Resistenza a Pubblico Ufficiale: arrestato 26enne
Resistenza a Pubblico Ufficiale: è questo il reato contestato a Khan Asghar, il ventiseienne originario del Pakistan arrestato, nel primo pomeriggio di ieri, dagli agenti delle Volanti della Questura di Verona.
L’intervento della Polizia è stato richiesto ieri, intorno alle 13.30, da un uomo che, di passaggio nei pressi dei giardinetti di piazza Pradaval, aveva assistito ad una lite tra due. Il segnalante riferiva, nello specifico, che il litigio era stato sedato grazie all’intervento di due passanti ma che, tuttavia, uno dei coinvolti continuava a mostrarsi molto alterato e provava, ripetutamente, ad avvicinarsi all’altro nel tentativo di colpirlo.

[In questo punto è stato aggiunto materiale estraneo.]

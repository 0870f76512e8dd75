//! Repository error types

use thiserror::Error;

/// Errors from repository operations
#[derive(Debug, Error)]
pub enum RepoError {
    #[error("{kind} not found: {id}")]
    NotFound { kind: &'static str, id: String },

    #[error("{kind} already exists: {id}")]
    Conflict { kind: &'static str, id: String },

    #[error("Storage error: {0}")]
    Storage(String),
}

impl RepoError {
    /// Check if this is a missing-row error
    pub fn is_not_found(&self) -> bool {
        matches!(self, RepoError::NotFound { .. })
    }
}

/// Result of repository operations
pub type RepoResult<T> = Result<T, RepoError>;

Giunti sul posto, gli agenti di Polizia hanno individuato immediatamente i due soggetti descritti; mentre uno dei due uomini si è mostrato collaborativo, l’altro, visibilmente alterato ed insofferente, ha richiesto la possibilità di allontanarsi per sciacquarsi una ferita sul viso. Accompagnato alla vicina fontana da uno dei poliziotti, ha improvvisamente
allungato il passo e tentato la fuga attraversando di corsa la carreggiata di via Valverde.
Raggiunto dopo un breve inseguimento, il soggetto, incurante del ruolo e delle funzioni rappresentate dall’agente di Polizia, lo ha strattonato e colpito. Nonostante l’aggressività del fermato, gli operatori di Volantesono riusciti, dopo diversi tentativi, a
bloccarlo definitivamente fino al sopraggiungere del personale medico, previamente allertato.

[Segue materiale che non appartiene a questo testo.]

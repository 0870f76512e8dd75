//! Typed event streams for live subscription clients
//!
//! One [`EventStream`] per client per event kind. A background forward task
//! reads the bus subscription, keeps the events of the requested kind and
//! hands their mapped form to the client over a channel of the bus capacity.

use std::pin::Pin;
use std::sync::Arc;
use std::task::{Context, Poll};

use futures::Stream;
use tokio::sync::mpsc;
use tracing::debug;

use super::bus::{EventBus, Subscription};
use super::types::{Event, EventKind};

/// Lazy, non-restartable sequence of notifications of one kind for one team
///
/// Ends when the bus tears the subscription down. Dropping it is how a
/// client disconnects: the forward task notices and unsubscribes.
pub struct EventStream<N> {
    group: String,
    kind: EventKind,
    rx: mpsc::Receiver<N>,
}

impl<N: Send + 'static> EventStream<N> {
    /// Subscribe to `group` on `bus` and start forwarding `kind` events through `map`
    ///
    /// Must be called inside a tokio runtime. The subscription is registered
    /// before this returns, so every event published afterwards is seen.
    pub fn spawn<P, F>(bus: Arc<EventBus<P>>, group: &str, kind: EventKind, map: F) -> Self
    where
        P: Send + Sync + 'static,
        F: Fn(&Event<P>) -> N + Send + 'static,
    {
        debug!(%group, %kind, "EventStream::spawn: called");
        let subscription = bus.subscribe(group);
        let (tx, rx) = mpsc::channel(bus.capacity());
        tokio::spawn(forward(bus, subscription, kind, map, tx));
        Self {
            group: group.to_string(),
            kind,
            rx,
        }
    }
}

impl<N> EventStream<N> {
    pub fn group(&self) -> &str {
        &self.group
    }

    pub fn kind(&self) -> EventKind {
        self.kind
    }

    /// Next notification, or `None` once the subscription is gone
    pub async fn recv(&mut self) -> Option<N> {
        self.rx.recv().await
    }
}

impl<N> Stream for EventStream<N> {
    type Item = N;

    fn poll_next(self: Pin<&mut Self>, cx: &mut Context<'_>) -> Poll<Option<N>> {
        self.get_mut().rx.poll_recv(cx)
    }
}

enum Step<P> {
    Disconnected,
    Closed,
    Received(Event<P>),
}

/// Forward task: runs until the client goes away or the subscription closes
async fn forward<P, N, F>(
    bus: Arc<EventBus<P>>,
    mut subscription: Subscription<P>,
    kind: EventKind,
    map: F,
    tx: mpsc::Sender<N>,
) where
    P: Send + Sync + 'static,
    N: Send + 'static,
    F: Fn(&Event<P>) -> N + Send + 'static,
{
    let id = subscription.id();
    loop {
        let step = tokio::select! {
            biased;
            _ = tx.closed() => Step::Disconnected,
            event = subscription.recv() => match event {
                Some(event) => Step::Received(event),
                None => Step::Closed,
            },
        };

        match step {
            Step::Received(event) => {
                if event.kind() != kind {
                    continue;
                }
                if tx.send(map(&event)).await.is_err() {
                    debug!(%id, %kind, "forward: client dropped during send");
                    bus.unsubscribe(subscription);
                    return;
                }
            }
            Step::Disconnected => {
                debug!(%id, %kind, "forward: client disconnected");
                bus.unsubscribe(subscription);
                return;
            }
            Step::Closed => {
                // Dropping tx ends the client's stream
                debug!(%id, %kind, "forward: subscription closed");
                return;
            }
        }
    }
}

Accompagnato presso l’Ospedale di Borgo Trento, sotto stretta sorveglianza degli agenti, l’uomo ha continuato a mantenere un atteggiamento aggressivo nei confronti anche dei sanitari, tanto da costringere i poliziotti ad ammanettarlo alla barella per poter consentire ai medici di prestare le cure necessarie.
Dopo gli accertamenti clinici, terminati alle ore 18.30, Khan Asghar, tratto in arresto per il reato di
resistenza a Pubblico Ufficiale, è stato accompagnato presso gli Uffici di Lungadige Galtarossa e trattenuto all’interno le camere di sicurezza della Questura, in attesa del rito direttissimo previsto per la mattinata odierna.
L’uomo, già arrestato lo scorso dicembre per rissa e lesioni personali e denunciato nel luglio 2018 per danneggiamento e minaccia, è comparso questa mattina davanti al giudice che, dopo la convalida dell’arresto, lo ha condannato a 6 mesi di reclusione.